Data shown:
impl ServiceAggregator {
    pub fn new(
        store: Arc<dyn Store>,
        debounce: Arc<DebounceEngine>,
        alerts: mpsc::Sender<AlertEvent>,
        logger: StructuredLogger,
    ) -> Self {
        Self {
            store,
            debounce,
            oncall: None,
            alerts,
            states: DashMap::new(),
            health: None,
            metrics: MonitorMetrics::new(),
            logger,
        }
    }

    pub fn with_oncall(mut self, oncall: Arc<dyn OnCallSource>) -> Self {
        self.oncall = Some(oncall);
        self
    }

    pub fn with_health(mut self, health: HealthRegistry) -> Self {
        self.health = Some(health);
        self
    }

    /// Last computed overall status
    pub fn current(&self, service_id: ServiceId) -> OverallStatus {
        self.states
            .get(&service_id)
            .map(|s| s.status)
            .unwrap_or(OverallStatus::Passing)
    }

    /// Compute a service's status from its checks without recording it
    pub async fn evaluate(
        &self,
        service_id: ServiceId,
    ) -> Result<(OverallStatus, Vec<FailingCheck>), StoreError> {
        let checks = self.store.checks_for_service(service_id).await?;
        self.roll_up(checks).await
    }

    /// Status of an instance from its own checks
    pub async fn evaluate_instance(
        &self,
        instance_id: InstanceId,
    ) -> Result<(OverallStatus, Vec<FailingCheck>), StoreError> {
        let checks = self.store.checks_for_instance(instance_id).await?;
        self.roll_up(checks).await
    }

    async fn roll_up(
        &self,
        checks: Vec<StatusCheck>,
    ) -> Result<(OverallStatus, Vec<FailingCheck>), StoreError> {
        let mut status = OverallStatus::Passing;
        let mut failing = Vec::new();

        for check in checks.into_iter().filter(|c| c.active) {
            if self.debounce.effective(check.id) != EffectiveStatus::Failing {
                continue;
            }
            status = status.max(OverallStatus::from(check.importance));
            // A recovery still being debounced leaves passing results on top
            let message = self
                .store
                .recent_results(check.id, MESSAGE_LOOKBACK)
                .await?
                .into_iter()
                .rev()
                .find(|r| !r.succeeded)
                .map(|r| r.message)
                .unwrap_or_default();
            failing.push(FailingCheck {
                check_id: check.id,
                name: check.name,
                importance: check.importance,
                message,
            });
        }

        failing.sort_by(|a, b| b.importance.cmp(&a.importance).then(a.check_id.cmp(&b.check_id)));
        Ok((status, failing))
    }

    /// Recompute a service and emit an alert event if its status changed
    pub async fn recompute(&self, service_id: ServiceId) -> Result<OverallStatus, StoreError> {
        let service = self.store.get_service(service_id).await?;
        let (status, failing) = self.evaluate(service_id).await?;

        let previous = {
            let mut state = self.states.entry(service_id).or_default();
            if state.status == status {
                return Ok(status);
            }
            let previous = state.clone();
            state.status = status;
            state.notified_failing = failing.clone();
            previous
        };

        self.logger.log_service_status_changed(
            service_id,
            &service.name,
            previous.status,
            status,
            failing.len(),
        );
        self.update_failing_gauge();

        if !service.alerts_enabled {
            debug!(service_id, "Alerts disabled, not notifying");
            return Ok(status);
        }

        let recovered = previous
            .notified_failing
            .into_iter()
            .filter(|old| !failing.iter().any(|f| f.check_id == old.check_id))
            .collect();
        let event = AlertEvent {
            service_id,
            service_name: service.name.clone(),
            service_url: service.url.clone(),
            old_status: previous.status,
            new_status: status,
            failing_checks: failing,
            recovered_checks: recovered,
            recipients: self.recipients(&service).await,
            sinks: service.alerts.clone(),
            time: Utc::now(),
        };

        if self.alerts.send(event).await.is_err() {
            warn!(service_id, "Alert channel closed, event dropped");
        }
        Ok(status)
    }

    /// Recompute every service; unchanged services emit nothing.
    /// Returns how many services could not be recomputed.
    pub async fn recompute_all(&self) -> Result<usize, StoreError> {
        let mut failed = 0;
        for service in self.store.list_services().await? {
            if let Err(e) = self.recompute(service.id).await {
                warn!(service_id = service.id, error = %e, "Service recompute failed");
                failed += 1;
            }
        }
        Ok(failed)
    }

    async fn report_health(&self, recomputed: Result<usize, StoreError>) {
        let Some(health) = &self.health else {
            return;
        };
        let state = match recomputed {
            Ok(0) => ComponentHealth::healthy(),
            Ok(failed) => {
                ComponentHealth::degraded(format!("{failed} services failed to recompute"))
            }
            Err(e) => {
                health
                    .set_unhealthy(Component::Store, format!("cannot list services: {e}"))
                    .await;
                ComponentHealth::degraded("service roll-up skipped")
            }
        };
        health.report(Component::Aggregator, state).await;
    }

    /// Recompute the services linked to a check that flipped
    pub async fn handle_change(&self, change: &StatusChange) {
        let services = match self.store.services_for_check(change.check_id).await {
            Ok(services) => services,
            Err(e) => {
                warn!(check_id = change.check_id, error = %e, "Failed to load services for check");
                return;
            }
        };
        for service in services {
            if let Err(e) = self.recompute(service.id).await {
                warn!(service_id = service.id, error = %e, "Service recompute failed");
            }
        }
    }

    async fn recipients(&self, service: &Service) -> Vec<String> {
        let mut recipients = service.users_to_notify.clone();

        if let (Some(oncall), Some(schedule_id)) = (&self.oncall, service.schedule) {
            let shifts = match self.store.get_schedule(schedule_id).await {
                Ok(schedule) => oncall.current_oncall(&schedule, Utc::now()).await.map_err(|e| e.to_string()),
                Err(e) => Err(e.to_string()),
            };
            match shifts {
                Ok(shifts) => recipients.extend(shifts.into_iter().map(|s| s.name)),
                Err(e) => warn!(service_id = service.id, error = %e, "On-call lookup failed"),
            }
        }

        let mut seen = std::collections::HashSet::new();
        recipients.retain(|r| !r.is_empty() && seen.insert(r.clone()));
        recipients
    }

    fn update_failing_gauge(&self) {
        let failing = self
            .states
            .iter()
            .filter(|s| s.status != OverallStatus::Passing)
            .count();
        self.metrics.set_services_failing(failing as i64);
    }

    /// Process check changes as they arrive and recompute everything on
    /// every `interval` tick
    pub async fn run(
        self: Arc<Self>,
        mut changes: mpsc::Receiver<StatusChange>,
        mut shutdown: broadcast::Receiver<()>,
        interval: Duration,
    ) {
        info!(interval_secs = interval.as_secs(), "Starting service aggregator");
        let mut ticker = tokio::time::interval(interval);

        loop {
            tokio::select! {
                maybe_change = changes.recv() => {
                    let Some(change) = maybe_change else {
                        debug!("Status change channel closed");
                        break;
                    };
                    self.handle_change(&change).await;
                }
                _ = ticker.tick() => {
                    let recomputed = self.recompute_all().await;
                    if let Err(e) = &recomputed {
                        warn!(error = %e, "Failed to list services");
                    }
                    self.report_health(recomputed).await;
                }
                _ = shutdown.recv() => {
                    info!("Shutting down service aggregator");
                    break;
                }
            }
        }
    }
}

Assignment: Copy exactly the lines that run from the one with "if let Err(e) = &recomputed" to the last line of the material, including both.

Reply:
                    if let Err(e) = &recomputed {
                        warn!(error = %e, "Failed to list services");
                    }
                    self.report_health(recomputed).await;
                }
                _ = shutdown.recv() => {
                    info!("Shutting down service aggregator");
                    break;
                }
            }
        }
    }
}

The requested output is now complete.